// src/config.rs
//! Pipeline configuration.
//!
//! One `PipelineConfig` value is handed to every component at construction, so
//! independent pipelines can run side by side with different settings.

use crate::error::{PipelineError, Result};
use serde::{Deserialize, Serialize};
use std::collections::BTreeMap;
use std::path::{Path, PathBuf};

#[derive(Debug, Clone, Serialize, Deserialize)]
#[serde(default)]
pub struct PipelineConfig {
    /// Frame rate of the video timeline the window detector works on.
    pub target_fps: f32,
    /// Fixed frame count fed to the classifier.
    pub n_frames: usize,
    pub thresholds: Thresholds,
    pub smoothing: SmoothingConfig,
    pub normalize: NormalizeConfig,
    pub window: WindowConfig,
    pub phase: PhaseConfig,
    pub features: FeaturesConfig,
    pub augmentation: AugmentationConfig,
    pub dataset: DatasetConfig,
    pub metrics: MetricsConfig,
    pub output: OutputLayout,
}

#[derive(Debug, Clone, Serialize, Deserialize)]
#[serde(default)]
pub struct Thresholds {
    /// A joint is observed when its visibility reaches this value.
    pub pose_visibility: f32,
    pub valid_ratio: f32,
    pub mean_visibility: f32,
}

#[derive(Debug, Clone, Serialize, Deserialize)]
#[serde(default)]
pub struct SmoothingConfig {
    pub max_window: usize,
    pub poly_order: usize,
    /// Taps of the moving-average fallback.
    pub fallback_taps: usize,
}

#[derive(Debug, Clone, Serialize, Deserialize)]
#[serde(default)]
pub struct NormalizeConfig {
    /// Hip/shoulder widths below this are treated as degenerate.
    pub min_scale: f32,
}

/// Swing window heuristics. These are calibration knobs, not physical constants.
#[derive(Debug, Clone, Serialize, Deserialize)]
#[serde(default)]
pub struct WindowConfig {
    pub padding_margin_frames: usize,
    /// Fraction of peak wrist speed that ends the swing.
    pub wrist_low_ratio: f32,
    /// Fraction of peak torso angular speed that ends the swing.
    pub torso_low_ratio: f32,
    pub min_post_peak_secs: f32,
    pub fallback_pre_peak_secs: f32,
    pub fallback_post_peak_secs: f32,
    pub fallback_confidence: f32,
    /// Windows shorter than this are discarded in favour of the whole clip.
    pub min_window_frames: usize,
}

#[derive(Debug, Clone, Serialize, Deserialize)]
#[serde(default)]
pub struct PhaseConfig {
    /// How far above the shoulders the wrists must be to reach the top.
    pub top_margin: f32,
    /// Drop from the highest wrist point that starts the downswing.
    pub downswing_margin: f32,
    pub finish_margin: f32,
}

#[derive(Debug, Clone, Serialize, Deserialize)]
#[serde(default)]
pub struct FeaturesConfig {
    /// Lower bound on the product of limb lengths in the angle denominator.
    pub angle_epsilon: f32,
    /// Variance floor applied when finalizing scaler statistics.
    pub variance_floor: f64,
}

#[derive(Debug, Clone, Serialize, Deserialize)]
#[serde(default)]
pub struct AugmentationConfig {
    pub dropout_prob: f64,
    pub seed: u64,
}

#[derive(Debug, Clone, Serialize, Deserialize)]
#[serde(default)]
pub struct DatasetConfig {
    pub environments: Vec<String>,
    /// Band name to class id.
    pub bands: BTreeMap<String, i64>,
    pub train_ratio: f64,
    pub val_ratio: f64,
    pub split_seed: u64,
    /// Samples with a larger share of interpolated joints stay out of the scaler fit.
    pub interpolation_threshold: f32,
    pub exclude_low_quality: bool,
}

#[derive(Debug, Clone, Serialize, Deserialize)]
#[serde(default)]
pub struct MetricsConfig {
    pub hip_width_metres: f32,
    pub speed_percentile: f32,
}

#[derive(Debug, Clone, Serialize, Deserialize)]
#[serde(default)]
pub struct OutputLayout {
    pub root: PathBuf,
    pub sequence_subdir: String,
    pub mask_subdir: String,
    pub metadata_subdir: String,
    pub feature_subdir: String,
    pub split_subdir: String,
    pub scaler_filename: String,
}

impl Default for PipelineConfig {
    fn default() -> Self {
        Self {
            target_fps: 30.0,
            n_frames: 100,
            thresholds: Thresholds::default(),
            smoothing: SmoothingConfig::default(),
            normalize: NormalizeConfig::default(),
            window: WindowConfig::default(),
            phase: PhaseConfig::default(),
            features: FeaturesConfig::default(),
            augmentation: AugmentationConfig::default(),
            dataset: DatasetConfig::default(),
            metrics: MetricsConfig::default(),
            output: OutputLayout::default(),
        }
    }
}

impl Default for Thresholds {
    fn default() -> Self {
        Self {
            pose_visibility: 0.5,
            valid_ratio: 0.85,
            mean_visibility: 0.6,
        }
    }
}

impl Default for SmoothingConfig {
    fn default() -> Self {
        Self {
            max_window: 11,
            poly_order: 3,
            fallback_taps: 5,
        }
    }
}

impl Default for NormalizeConfig {
    fn default() -> Self {
        Self { min_scale: 1e-4 }
    }
}

impl Default for WindowConfig {
    fn default() -> Self {
        Self {
            padding_margin_frames: 5,
            wrist_low_ratio: 0.1,
            torso_low_ratio: 0.25,
            min_post_peak_secs: 0.5,
            fallback_pre_peak_secs: 0.5,
            fallback_post_peak_secs: 0.8,
            fallback_confidence: 0.1,
            min_window_frames: 10,
        }
    }
}

impl Default for PhaseConfig {
    fn default() -> Self {
        Self {
            top_margin: 0.2,
            downswing_margin: 0.05,
            finish_margin: 0.1,
        }
    }
}

impl Default for FeaturesConfig {
    fn default() -> Self {
        Self {
            angle_epsilon: 1e-6,
            variance_floor: 1e-8,
        }
    }
}

impl Default for AugmentationConfig {
    fn default() -> Self {
        Self {
            dropout_prob: 0.05,
            seed: 42,
        }
    }
}

impl Default for DatasetConfig {
    fn default() -> Self {
        let bands = [("1_2", 0), ("2_4", 1), ("4_6", 2), ("6_8", 3), ("8_10", 4)]
            .into_iter()
            .map(|(name, id)| (name.to_string(), id))
            .collect();
        Self {
            environments: vec!["indoor".to_string(), "outdoor".to_string()],
            bands,
            train_ratio: 0.7,
            val_ratio: 0.15,
            split_seed: 42,
            interpolation_threshold: 0.3,
            exclude_low_quality: true,
        }
    }
}

impl Default for MetricsConfig {
    fn default() -> Self {
        Self {
            hip_width_metres: 0.35,
            speed_percentile: 95.0,
        }
    }
}

impl Default for OutputLayout {
    fn default() -> Self {
        Self {
            root: directories::UserDirs::new()
                .and_then(|dirs| dirs.document_dir().map(|p| p.join("SwingKinematics")))
                .unwrap_or_else(|| PathBuf::from("./processed_videos")),
            sequence_subdir: "sequences".to_string(),
            mask_subdir: "interp_masks".to_string(),
            metadata_subdir: "metadata".to_string(),
            feature_subdir: "features".to_string(),
            split_subdir: "splits".to_string(),
            scaler_filename: "feature_scaler.json".to_string(),
        }
    }
}

impl OutputLayout {
    pub fn sequence_dir(&self) -> PathBuf {
        self.root.join(&self.sequence_subdir)
    }

    pub fn mask_dir(&self) -> PathBuf {
        self.root.join(&self.mask_subdir)
    }

    pub fn metadata_dir(&self) -> PathBuf {
        self.root.join(&self.metadata_subdir)
    }

    pub fn split_dir(&self) -> PathBuf {
        self.root.join(&self.split_subdir)
    }

    pub fn scaler_path(&self) -> PathBuf {
        self.root.join(&self.feature_subdir).join(&self.scaler_filename)
    }
}

impl PipelineConfig {
    /// Load a configuration from a JSON file. Missing fields keep their defaults.
    pub fn from_json(path: &Path) -> Result<Self> {
        let contents = std::fs::read_to_string(path).map_err(|e| PipelineError::io(path, e))?;
        let config: PipelineConfig = serde_json::from_str(&contents)?;
        config.validate()?;
        Ok(config)
    }

    pub fn validate(&self) -> Result<()> {
        if !(self.target_fps > 0.0) {
            return Err(PipelineError::invalid_config("target_fps", "must be > 0"));
        }
        if self.n_frames < 2 {
            return Err(PipelineError::invalid_config("n_frames", "must be >= 2"));
        }
        if !(0.0..=1.0).contains(&self.thresholds.pose_visibility) {
            return Err(PipelineError::invalid_config(
                "thresholds.pose_visibility",
                "must lie in [0, 1]",
            ));
        }
        if self.smoothing.fallback_taps == 0 {
            return Err(PipelineError::invalid_config(
                "smoothing.fallback_taps",
                "must be > 0",
            ));
        }
        if !(self.features.variance_floor > 0.0) {
            return Err(PipelineError::invalid_config(
                "features.variance_floor",
                "must be > 0",
            ));
        }
        if !(0.0..=1.0).contains(&self.augmentation.dropout_prob) {
            return Err(PipelineError::invalid_config(
                "augmentation.dropout_prob",
                "must lie in [0, 1]",
            ));
        }
        let split_total = self.dataset.train_ratio + self.dataset.val_ratio;
        if self.dataset.train_ratio < 0.0 || self.dataset.val_ratio < 0.0 || split_total > 1.0 {
            return Err(PipelineError::invalid_config(
                "dataset.train_ratio",
                "train and val ratios must be non-negative and sum to at most 1",
            ));
        }
        if !(0.0..=100.0).contains(&self.metrics.speed_percentile) {
            return Err(PipelineError::invalid_config(
                "metrics.speed_percentile",
                "must lie in [0, 100]",
            ));
        }
        Ok(())
    }
}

____________

§ PROBLEM REQUIREMENTS
Produce a word-for-word copy of everything above from the line holding "reaches this value." down to the line holding "the scaler fit.", with both of those lines kept.

§ YOUR RESPONSE
    /// A joint is observed when its visibility reaches this value.
    pub pose_visibility: f32,
    pub valid_ratio: f32,
    pub mean_visibility: f32,
}

#[derive(Debug, Clone, Serialize, Deserialize)]
#[serde(default)]
pub struct SmoothingConfig {
    pub max_window: usize,
    pub poly_order: usize,
    /// Taps of the moving-average fallback.
    pub fallback_taps: usize,
}

#[derive(Debug, Clone, Serialize, Deserialize)]
#[serde(default)]
pub struct NormalizeConfig {
    /// Hip/shoulder widths below this are treated as degenerate.
    pub min_scale: f32,
}

/// Swing window heuristics. These are calibration knobs, not physical constants.
#[derive(Debug, Clone, Serialize, Deserialize)]
#[serde(default)]
pub struct WindowConfig {
    pub padding_margin_frames: usize,
    /// Fraction of peak wrist speed that ends the swing.
    pub wrist_low_ratio: f32,
    /// Fraction of peak torso angular speed that ends the swing.
    pub torso_low_ratio: f32,
    pub min_post_peak_secs: f32,
    pub fallback_pre_peak_secs: f32,
    pub fallback_post_peak_secs: f32,
    pub fallback_confidence: f32,
    /// Windows shorter than this are discarded in favour of the whole clip.
    pub min_window_frames: usize,
}

#[derive(Debug, Clone, Serialize, Deserialize)]
#[serde(default)]
pub struct PhaseConfig {
    /// How far above the shoulders the wrists must be to reach the top.
    pub top_margin: f32,
    /// Drop from the highest wrist point that starts the downswing.
    pub downswing_margin: f32,
    pub finish_margin: f32,
}

#[derive(Debug, Clone, Serialize, Deserialize)]
#[serde(default)]
pub struct FeaturesConfig {
    /// Lower bound on the product of limb lengths in the angle denominator.
    pub angle_epsilon: f32,
    /// Variance floor applied when finalizing scaler statistics.
    pub variance_floor: f64,
}

#[derive(Debug, Clone, Serialize, Deserialize)]
#[serde(default)]
pub struct AugmentationConfig {
    pub dropout_prob: f64,
    pub seed: u64,
}

#[derive(Debug, Clone, Serialize, Deserialize)]
#[serde(default)]
pub struct DatasetConfig {
    pub environments: Vec<String>,
    /// Band name to class id.
    pub bands: BTreeMap<String, i64>,
    pub train_ratio: f64,
    pub val_ratio: f64,
    pub split_seed: u64,
    /// Samples with a larger share of interpolated joints stay out of the scaler fit.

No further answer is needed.